_WORK INSTRUCTION_
Copy each line of the following material exactly.

_SOURCE MATERIAL_
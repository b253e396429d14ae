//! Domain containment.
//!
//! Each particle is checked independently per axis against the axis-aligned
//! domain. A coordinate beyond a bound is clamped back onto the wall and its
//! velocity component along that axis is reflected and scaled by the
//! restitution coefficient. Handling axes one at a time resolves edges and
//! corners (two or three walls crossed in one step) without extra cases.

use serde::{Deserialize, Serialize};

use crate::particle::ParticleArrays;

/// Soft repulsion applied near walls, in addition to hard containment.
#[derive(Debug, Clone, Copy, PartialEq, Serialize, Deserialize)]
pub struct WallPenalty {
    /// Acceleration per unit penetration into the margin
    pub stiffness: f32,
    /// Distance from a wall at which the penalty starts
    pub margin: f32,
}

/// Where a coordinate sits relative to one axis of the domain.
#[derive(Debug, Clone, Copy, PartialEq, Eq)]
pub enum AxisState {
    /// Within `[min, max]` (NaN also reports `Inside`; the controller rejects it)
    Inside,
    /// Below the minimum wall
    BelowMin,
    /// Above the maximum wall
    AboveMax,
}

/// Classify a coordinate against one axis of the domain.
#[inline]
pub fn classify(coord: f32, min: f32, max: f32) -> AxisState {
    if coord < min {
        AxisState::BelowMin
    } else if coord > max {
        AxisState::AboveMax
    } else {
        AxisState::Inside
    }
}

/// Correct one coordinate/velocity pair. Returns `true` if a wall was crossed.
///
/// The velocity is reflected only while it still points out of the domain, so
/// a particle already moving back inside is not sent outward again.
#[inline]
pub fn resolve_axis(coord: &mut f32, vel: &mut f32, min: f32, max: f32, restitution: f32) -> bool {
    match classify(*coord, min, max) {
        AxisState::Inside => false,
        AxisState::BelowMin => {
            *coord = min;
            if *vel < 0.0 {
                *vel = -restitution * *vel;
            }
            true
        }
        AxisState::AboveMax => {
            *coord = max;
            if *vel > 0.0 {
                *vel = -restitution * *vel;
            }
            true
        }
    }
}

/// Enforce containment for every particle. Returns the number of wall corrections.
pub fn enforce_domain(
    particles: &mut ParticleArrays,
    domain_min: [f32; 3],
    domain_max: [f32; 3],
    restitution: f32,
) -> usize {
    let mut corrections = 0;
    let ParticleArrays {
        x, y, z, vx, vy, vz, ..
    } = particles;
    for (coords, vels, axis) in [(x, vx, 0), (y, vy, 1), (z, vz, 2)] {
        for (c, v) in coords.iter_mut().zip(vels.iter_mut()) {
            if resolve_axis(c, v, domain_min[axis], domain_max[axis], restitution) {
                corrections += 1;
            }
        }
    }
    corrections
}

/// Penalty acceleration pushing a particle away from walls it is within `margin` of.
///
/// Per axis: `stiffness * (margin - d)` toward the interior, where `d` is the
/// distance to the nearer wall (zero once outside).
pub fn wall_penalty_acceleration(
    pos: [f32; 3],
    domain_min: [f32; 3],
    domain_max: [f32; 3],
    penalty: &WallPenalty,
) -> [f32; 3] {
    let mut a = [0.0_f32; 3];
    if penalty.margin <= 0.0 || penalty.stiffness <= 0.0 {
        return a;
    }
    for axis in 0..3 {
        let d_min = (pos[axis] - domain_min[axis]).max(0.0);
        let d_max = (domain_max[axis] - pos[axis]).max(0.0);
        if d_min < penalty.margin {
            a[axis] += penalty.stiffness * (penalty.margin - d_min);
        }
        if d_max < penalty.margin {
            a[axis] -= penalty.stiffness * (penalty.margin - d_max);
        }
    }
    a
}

_SOLUTION FOR THIS TASK_
repository b253e396429d14ae
//! Domain containment.
//!
//! Each particle is checked independently per axis against the axis-aligned
//! domain. A coordinate beyond a bound is clamped back onto the wall and its
//! velocity component along that axis is reflected and scaled by the
//! restitution coefficient. Handling axes one at a time resolves edges and
//! corners (two or three walls crossed in one step) without extra cases.

use serde::{Deserialize, Serialize};

use crate::particle::ParticleArrays;

/// Soft repulsion applied near walls, in addition to hard containment.
#[derive(Debug, Clone, Copy, PartialEq, Serialize, Deserialize)]
pub struct WallPenalty {
    /// Acceleration per unit penetration into the margin
    pub stiffness: f32,
    /// Distance from a wall at which the penalty starts
    pub margin: f32,
}

/// Where a coordinate sits relative to one axis of the domain.
#[derive(Debug, Clone, Copy, PartialEq, Eq)]
pub enum AxisState {
    /// Within `[min, max]` (NaN also reports `Inside`; the controller rejects it)
    Inside,
    /// Below the minimum wall
    BelowMin,
    /// Above the maximum wall
    AboveMax,
}

/// Classify a coordinate against one axis of the domain.
#[inline]
pub fn classify(coord: f32, min: f32, max: f32) -> AxisState {
    if coord < min {
        AxisState::BelowMin
    } else if coord > max {
        AxisState::AboveMax
    } else {
        AxisState::Inside
    }
}

/// Correct one coordinate/velocity pair. Returns `true` if a wall was crossed.
///
/// The velocity is reflected only while it still points out of the domain, so
/// a particle already moving back inside is not sent outward again.
#[inline]
pub fn resolve_axis(coord: &mut f32, vel: &mut f32, min: f32, max: f32, restitution: f32) -> bool {
    match classify(*coord, min, max) {
        AxisState::Inside => false,
        AxisState::BelowMin => {
            *coord = min;
            if *vel < 0.0 {
                *vel = -restitution * *vel;
            }
            true
        }
        AxisState::AboveMax => {
            *coord = max;
            if *vel > 0.0 {
                *vel = -restitution * *vel;
            }
            true
        }
    }
}

/// Enforce containment for every particle. Returns the number of wall corrections.
pub fn enforce_domain(
    particles: &mut ParticleArrays,
    domain_min: [f32; 3],
    domain_max: [f32; 3],
    restitution: f32,
) -> usize {
    let mut corrections = 0;
    let ParticleArrays {
        x, y, z, vx, vy, vz, ..
    } = particles;
    for (coords, vels, axis) in [(x, vx, 0), (y, vy, 1), (z, vz, 2)] {
        for (c, v) in coords.iter_mut().zip(vels.iter_mut()) {
            if resolve_axis(c, v, domain_min[axis], domain_max[axis], restitution) {
                corrections += 1;
            }
        }
    }
    corrections
}

/// Penalty acceleration pushing a particle away from walls it is within `margin` of.
///
/// Per axis: `stiffness * (margin - d)` toward the interior, where `d` is the
/// distance to the nearer wall (zero once outside).
pub fn wall_penalty_acceleration(
    pos: [f32; 3],
    domain_min: [f32; 3],
    domain_max: [f32; 3],
    penalty: &WallPenalty,
) -> [f32; 3] {
    let mut a = [0.0_f32; 3];
    if penalty.margin <= 0.0 || penalty.stiffness <= 0.0 {
        return a;
    }
    for axis in 0..3 {
        let d_min = (pos[axis] - domain_min[axis]).max(0.0);
        let d_max = (domain_max[axis] - pos[axis]).max(0.0);
        if d_min < penalty.margin {
            a[axis] += penalty.stiffness * (penalty.margin - d_min);
        }
        if d_max < penalty.margin {
            a[axis] -= penalty.stiffness * (penalty.margin - d_max);
        }
    }
    a
}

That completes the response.